Recursos até prescrição mantêm na PM oficiais condenados por tortura e homicídio
Levantamento do GLOBO identificou oito oficiais da PM que, acusados de crimes graves, conseguiram se manter na corporação graças à prescrição de Conselhos de Justificação. Seis seguem na ativa.
Recursos até prescrição mantêm na PM oficiais condenados por tortura e homicídio
O caixa fala antes do balanço, mas, no caso da PM do Rio, o que fala mais alto é o relógio. Quando um processo administrativo prescreve, a punição simplesmente some. E foi exatamente isso que aconteceu com oito oficiais acusados de crimes graves, de tortura a homicídio, que conseguiram manter patentes e salários na corporação.
O que é o Conselho de Justificação e por que ele prescreve
O Conselho de Justificação (CJ) é um processo administrativo que avalia se um oficial feriu o regulamento interno da PM. Regulamentado por lei de 1981, no governo Chagas Freitas, o rito começa em um colegiado de oficiais e termina no Tribunal de Justiça do Rio. Pela lei, o procedimento inteiro deve durar seis anos, da PM ao trânsito em julgado.
O caso Amarildo: como a defesa venceu no tempo
No final de 2013, o comando da PM do Rio instaurou um CJ para avaliar as condutas do major Edson Santos e do tenente Luiz Felipe de Medeiros, então comandante e subcomandante da UPP Rocinha. Eles haviam sido presos por envolvimento na tortura que matou o ajudante de pedreiro Amarildo de Souza. Em menos de três anos, a 2ª Câmara Criminal os declarou incapazes de permanecer na corporação.
Mas a decisão não foi o fim. Uma avalanche de recursos no STJ e no STF fez o procedimento prescrever em 2022. Mesmo condenados no processo criminal em três instâncias, os dois se livraram de qualquer punição administrativa. O STJ chegou a multá-los em dez salários mínimos pelo uso reiterado de recursos como forma de resistência injustificada.
Seis oficiais seguem na ativa, cinco foram promovidos
O caso não é isolado. O levantamento do GLOBO identificou oito oficiais acusados de crimes que se mantiveram na PM graças à prescrição. Seis seguem na ativa, e cinco foram promovidos depois de se livrarem dos processos. Dos outros dois, um passou para a reserva com aposentadoria integral; o outro, foragido, é considerado desertor.

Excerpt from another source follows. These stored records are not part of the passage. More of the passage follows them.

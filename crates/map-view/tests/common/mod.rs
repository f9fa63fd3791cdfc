//! Scripted collaborators for map-view tests.
//!
//! Replies can be held back behind a [`Release`] handle so tests control the
//! order in which concurrent requests resolve.

#![allow(dead_code)]

use std::cell::{Cell, RefCell};
use std::collections::{HashMap, VecDeque};
use std::rc::Rc;
use std::sync::Arc;

use async_trait::async_trait;
use bytes::Bytes;
use forecast_common::{LatLng, NetworkError, NetworkResult, OverlaySource, StatResult};
use map_view::{ActiveGrid, HeadlessSurface, MapSurface, RasterSource, StatsLookup};
use raster::RasterGrid;
use test_utils::fixtures::bounds::{CONUS, KANSAS};
use test_utils::{create_precip_grid, GeoTiffBuilder};
use tokio::sync::{oneshot, watch};

/// Lets a held reply through.
pub struct Release(oneshot::Sender<()>);

impl Release {
    pub fn release(self) {
        let _ = self.0.send(());
    }
}

fn hold() -> (Release, oneshot::Receiver<()>) {
    let (tx, rx) = oneshot::channel();
    (Release(tx), rx)
}

struct Script<T> {
    reply: NetworkResult<T>,
    hold: Option<oneshot::Receiver<()>>,
}

// ============================================================================
// Rasters
// ============================================================================

/// Serves raster bytes keyed by URL.
#[derive(Default)]
pub struct ScriptedRasters {
    scripts: RefCell<HashMap<String, Script<Bytes>>>,
    calls: Cell<usize>,
}

impl ScriptedRasters {
    pub fn new() -> Rc<Self> {
        Rc::new(Self::default())
    }

    pub fn ready(&self, url: &str, bytes: Vec<u8>) {
        self.script(url, Ok(Bytes::from(bytes)), None);
    }

    pub fn fail(&self, url: &str, err: NetworkError) {
        self.script(url, Err(err), None);
    }

    /// Answer with `bytes` only after the returned handle is released.
    pub fn held(&self, url: &str, bytes: Vec<u8>) -> Release {
        let (release, rx) = hold();
        self.script(url, Ok(Bytes::from(bytes)), Some(rx));
        release
    }

    pub fn calls(&self) -> usize {
        self.calls.get()
    }

    fn script(&self, url: &str, reply: NetworkResult<Bytes>, hold: Option<oneshot::Receiver<()>>) {
        self.scripts
            .borrow_mut()
            .insert(url.to_string(), Script { reply, hold });
    }
}

#[async_trait(?Send)]
impl RasterSource for ScriptedRasters {
    async fn fetch(&self, source: &OverlaySource) -> NetworkResult<Bytes> {
        self.calls.set(self.calls.get() + 1);
        let (reply, hold) = {
            let mut scripts = self.scripts.borrow_mut();
            match scripts.get_mut(&source.url) {
                Some(script) => (script.reply.clone(), script.hold.take()),
                None => (Err(NetworkError::Status { status: 404 }), None),
            }
        };
        if let Some(rx) = hold {
            let _ = rx.await;
        }
        reply
    }
}

// ============================================================================
// Statistics
// ============================================================================

/// Answers lookups from a queue, in call order.
#[derive(Default)]
pub struct ScriptedStats {
    queue: RefCell<VecDeque<Script<StatResult>>>,
    requests: RefCell<Vec<LatLng>>,
}

impl ScriptedStats {
    pub fn new() -> Rc<Self> {
        Rc::new(Self::default())
    }

    pub fn push_json(&self, body: &str) {
        let reply = StatResult::from_json(body).map_err(NetworkError::from);
        self.queue.borrow_mut().push_back(Script { reply, hold: None });
    }

    pub fn push_error(&self, err: NetworkError) {
        self.queue.borrow_mut().push_back(Script {
            reply: Err(err),
            hold: None,
        });
    }

    pub fn push_held_json(&self, body: &str) -> Release {
        let (release, rx) = hold();
        let reply = StatResult::from_json(body).map_err(NetworkError::from);
        self.queue.borrow_mut().push_back(Script {
            reply,
            hold: Some(rx),
        });
        release
    }

    /// Coordinates of every lookup, in call order.
    pub fn requests(&self) -> Vec<LatLng> {
        self.requests.borrow().clone()
    }
}

#[async_trait(?Send)]
impl StatsLookup for ScriptedStats {
    async fn lookup(&self, at: LatLng) -> NetworkResult<StatResult> {
        self.requests.borrow_mut().push(at);
        let script = self.queue.borrow_mut().pop_front();
        let Some(script) = script else {
            return Err(NetworkError::transport("no scripted reply"));
        };
        if let Some(rx) = script.hold {
            let _ = rx.await;
        }
        script.reply
    }
}

// ============================================================================
// Fixtures
// ============================================================================

pub const CONUS_URL: &str = "http://forecast.test/rasters/conus.tif";
pub const KANSAS_URL: &str = "http://forecast.test/rasters/kansas.tif";
pub const MODEL: &str = "NCEP-CFSv2";

pub fn conus_tiff() -> Vec<u8> {
    GeoTiffBuilder::new(59, 24)
        .bounds(CONUS)
        .values(create_precip_grid(59, 24, 130.0))
        .build()
}

pub fn kansas_tiff() -> Vec<u8> {
    GeoTiffBuilder::new(15, 6)
        .bounds(KANSAS)
        .values(create_precip_grid(15, 6, 60.0))
        .build()
}

pub fn conus_source() -> OverlaySource {
    OverlaySource::new(CONUS_URL, MODEL)
}

pub fn kansas_source() -> OverlaySource {
    OverlaySource::new(KANSAS_URL, MODEL)
}

pub fn conus_grid() -> RasterGrid {
    raster::decode(&conus_tiff()).unwrap()
}

/// A watch channel already holding the CONUS grid, as an attached overlay would publish it.
pub fn attached_conus() -> (watch::Sender<Option<ActiveGrid>>, watch::Receiver<Option<ActiveGrid>>) {
    watch::channel(Some(ActiveGrid {
        grid: Arc::new(conus_grid()),
        model: MODEL.to_string(),
    }))
}

pub fn headless() -> (Rc<HeadlessSurface>, Rc<dyn MapSurface>) {
    let surface = Rc::new(HeadlessSurface::new());
    let dyn_surface: Rc<dyn MapSurface> = surface.clone();
    (surface, dyn_surface)
}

A morosidade como estratégia
Em metade dos casos, recursos em série após a decisão final fizeram o prazo estourar. O coronel da reserva Robson Rodrigues aponta que, na prática, o CJ é paralisado para aguardar a sentença criminal, o que é errado: "A esfera administrativa é diferente da criminal."
O que o empresário pode aprender com isso
Se você tem uma empresa, a lição é direta: processo que não anda é processo que prescreve. Prazos precisam ser geridos como ativos. Se a justiça demora, a punição perde o efeito. No seu negócio, não deixe que a burocracia vire aliada do erro. gestão de prazos e compliance como evitar prescrição de dívidas
Perguntas Frequentes
O que é prescrição em processo administrativo?
É a perda do direito de punir pelo decurso do tempo. No caso do CJ, o prazo total é de seis anos.
Quantos oficiais foram beneficiados?
Oito, segundo levantamento do GLOBO, na última década.
O que acontece com quem prescreve?
Mantém patente e salário, podendo até ser promovido.
A PM pode reverter a prescrição?
A PM afirma que cumpre as determinações do Judiciário. O TJRJ diz que não há prazo estabelecido para tramitação.